# Given records
───

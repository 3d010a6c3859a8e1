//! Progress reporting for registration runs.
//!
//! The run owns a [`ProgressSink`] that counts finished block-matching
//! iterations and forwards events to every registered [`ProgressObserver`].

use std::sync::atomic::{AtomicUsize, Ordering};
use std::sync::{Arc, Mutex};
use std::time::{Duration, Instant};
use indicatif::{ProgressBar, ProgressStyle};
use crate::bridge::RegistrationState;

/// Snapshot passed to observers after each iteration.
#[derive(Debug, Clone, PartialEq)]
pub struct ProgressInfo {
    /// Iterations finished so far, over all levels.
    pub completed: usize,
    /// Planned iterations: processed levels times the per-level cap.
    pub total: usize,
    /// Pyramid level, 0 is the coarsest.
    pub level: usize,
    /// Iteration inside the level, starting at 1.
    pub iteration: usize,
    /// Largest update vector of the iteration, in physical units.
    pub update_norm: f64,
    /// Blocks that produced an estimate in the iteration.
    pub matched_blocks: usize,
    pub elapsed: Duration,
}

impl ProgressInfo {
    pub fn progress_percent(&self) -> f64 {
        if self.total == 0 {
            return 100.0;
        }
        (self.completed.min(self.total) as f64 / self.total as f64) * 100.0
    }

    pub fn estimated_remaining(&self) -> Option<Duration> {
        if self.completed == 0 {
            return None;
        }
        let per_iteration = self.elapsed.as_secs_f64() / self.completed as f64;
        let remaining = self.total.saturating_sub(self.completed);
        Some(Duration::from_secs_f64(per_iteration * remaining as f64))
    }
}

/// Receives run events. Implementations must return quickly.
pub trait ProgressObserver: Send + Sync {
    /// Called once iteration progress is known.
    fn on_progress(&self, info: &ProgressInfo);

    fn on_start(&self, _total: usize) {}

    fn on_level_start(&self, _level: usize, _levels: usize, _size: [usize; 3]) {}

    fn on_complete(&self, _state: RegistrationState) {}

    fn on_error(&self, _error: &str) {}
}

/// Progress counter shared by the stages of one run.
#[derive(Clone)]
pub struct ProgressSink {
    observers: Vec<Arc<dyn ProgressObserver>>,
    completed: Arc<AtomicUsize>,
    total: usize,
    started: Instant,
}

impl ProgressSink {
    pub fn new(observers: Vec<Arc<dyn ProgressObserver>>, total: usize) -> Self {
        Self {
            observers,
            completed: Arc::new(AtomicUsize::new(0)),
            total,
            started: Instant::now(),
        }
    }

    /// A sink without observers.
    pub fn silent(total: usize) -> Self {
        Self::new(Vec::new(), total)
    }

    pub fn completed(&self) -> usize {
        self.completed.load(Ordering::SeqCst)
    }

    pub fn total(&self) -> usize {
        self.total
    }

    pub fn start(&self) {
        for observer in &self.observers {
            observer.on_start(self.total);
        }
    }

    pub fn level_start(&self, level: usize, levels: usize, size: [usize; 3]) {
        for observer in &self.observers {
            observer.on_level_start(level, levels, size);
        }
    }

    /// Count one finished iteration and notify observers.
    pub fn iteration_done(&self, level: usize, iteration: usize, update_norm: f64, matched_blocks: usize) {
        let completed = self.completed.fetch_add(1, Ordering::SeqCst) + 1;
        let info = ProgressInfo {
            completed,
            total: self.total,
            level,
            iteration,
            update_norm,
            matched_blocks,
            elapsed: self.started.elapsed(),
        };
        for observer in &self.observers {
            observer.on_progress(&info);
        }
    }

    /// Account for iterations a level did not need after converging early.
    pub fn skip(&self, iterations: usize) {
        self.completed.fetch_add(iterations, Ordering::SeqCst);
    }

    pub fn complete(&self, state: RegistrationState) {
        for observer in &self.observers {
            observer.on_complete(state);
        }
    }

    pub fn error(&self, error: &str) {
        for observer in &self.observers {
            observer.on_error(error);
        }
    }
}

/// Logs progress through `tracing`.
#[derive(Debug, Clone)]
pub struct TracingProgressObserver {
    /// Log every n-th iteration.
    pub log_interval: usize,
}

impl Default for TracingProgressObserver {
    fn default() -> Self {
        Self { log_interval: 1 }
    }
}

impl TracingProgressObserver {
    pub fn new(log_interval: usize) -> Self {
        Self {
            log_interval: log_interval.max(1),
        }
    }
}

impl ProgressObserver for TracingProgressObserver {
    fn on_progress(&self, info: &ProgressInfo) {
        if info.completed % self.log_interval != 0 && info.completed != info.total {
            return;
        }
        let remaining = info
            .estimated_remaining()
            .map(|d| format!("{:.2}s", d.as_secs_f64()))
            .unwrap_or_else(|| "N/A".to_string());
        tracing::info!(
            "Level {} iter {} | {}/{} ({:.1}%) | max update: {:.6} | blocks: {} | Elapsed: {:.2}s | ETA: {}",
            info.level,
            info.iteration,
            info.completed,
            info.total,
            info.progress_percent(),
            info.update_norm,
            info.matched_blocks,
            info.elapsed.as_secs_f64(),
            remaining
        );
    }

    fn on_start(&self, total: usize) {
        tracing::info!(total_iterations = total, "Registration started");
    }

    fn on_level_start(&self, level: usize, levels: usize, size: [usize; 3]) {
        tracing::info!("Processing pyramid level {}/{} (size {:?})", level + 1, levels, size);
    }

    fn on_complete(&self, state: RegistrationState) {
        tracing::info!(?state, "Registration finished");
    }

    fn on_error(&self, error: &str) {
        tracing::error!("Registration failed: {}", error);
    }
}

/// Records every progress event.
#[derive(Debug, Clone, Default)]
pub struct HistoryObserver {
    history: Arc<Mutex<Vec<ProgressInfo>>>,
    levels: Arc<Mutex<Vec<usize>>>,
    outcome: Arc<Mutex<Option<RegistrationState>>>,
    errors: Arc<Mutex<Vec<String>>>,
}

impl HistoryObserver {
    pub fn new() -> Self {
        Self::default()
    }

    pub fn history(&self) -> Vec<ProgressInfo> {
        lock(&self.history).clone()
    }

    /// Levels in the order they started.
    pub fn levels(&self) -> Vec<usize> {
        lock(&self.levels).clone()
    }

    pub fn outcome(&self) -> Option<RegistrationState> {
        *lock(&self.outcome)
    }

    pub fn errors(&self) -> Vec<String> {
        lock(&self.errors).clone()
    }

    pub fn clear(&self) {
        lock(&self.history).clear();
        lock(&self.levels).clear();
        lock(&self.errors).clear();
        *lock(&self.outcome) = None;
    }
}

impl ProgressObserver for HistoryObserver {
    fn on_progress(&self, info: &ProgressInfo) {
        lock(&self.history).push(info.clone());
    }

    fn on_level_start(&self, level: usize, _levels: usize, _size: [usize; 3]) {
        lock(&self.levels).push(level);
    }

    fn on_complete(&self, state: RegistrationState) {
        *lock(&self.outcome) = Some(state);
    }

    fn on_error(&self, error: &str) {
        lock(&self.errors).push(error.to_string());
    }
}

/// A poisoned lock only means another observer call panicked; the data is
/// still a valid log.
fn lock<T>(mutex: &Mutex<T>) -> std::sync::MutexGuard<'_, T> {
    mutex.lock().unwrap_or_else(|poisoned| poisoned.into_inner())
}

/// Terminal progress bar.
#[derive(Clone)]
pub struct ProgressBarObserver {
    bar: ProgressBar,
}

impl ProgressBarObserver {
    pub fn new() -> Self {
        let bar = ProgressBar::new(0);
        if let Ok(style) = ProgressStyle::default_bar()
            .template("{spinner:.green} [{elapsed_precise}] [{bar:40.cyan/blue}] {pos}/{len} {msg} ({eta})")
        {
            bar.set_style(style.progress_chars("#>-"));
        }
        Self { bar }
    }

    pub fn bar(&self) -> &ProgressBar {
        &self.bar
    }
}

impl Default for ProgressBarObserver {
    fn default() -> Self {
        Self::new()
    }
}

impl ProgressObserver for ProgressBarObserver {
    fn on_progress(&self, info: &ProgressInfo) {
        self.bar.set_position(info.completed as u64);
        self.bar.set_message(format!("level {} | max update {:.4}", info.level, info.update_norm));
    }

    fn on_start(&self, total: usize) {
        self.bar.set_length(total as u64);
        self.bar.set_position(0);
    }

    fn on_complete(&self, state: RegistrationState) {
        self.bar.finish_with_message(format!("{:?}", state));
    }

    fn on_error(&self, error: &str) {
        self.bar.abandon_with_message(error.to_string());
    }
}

───

# Problem to solve
Every line above that holds the word "AtomicUsize" is to be found and copied.

# Output below
use std::sync::atomic::{AtomicUsize, Ordering};
    completed: Arc<AtomicUsize>,
            completed: Arc::new(AtomicUsize::new(0)),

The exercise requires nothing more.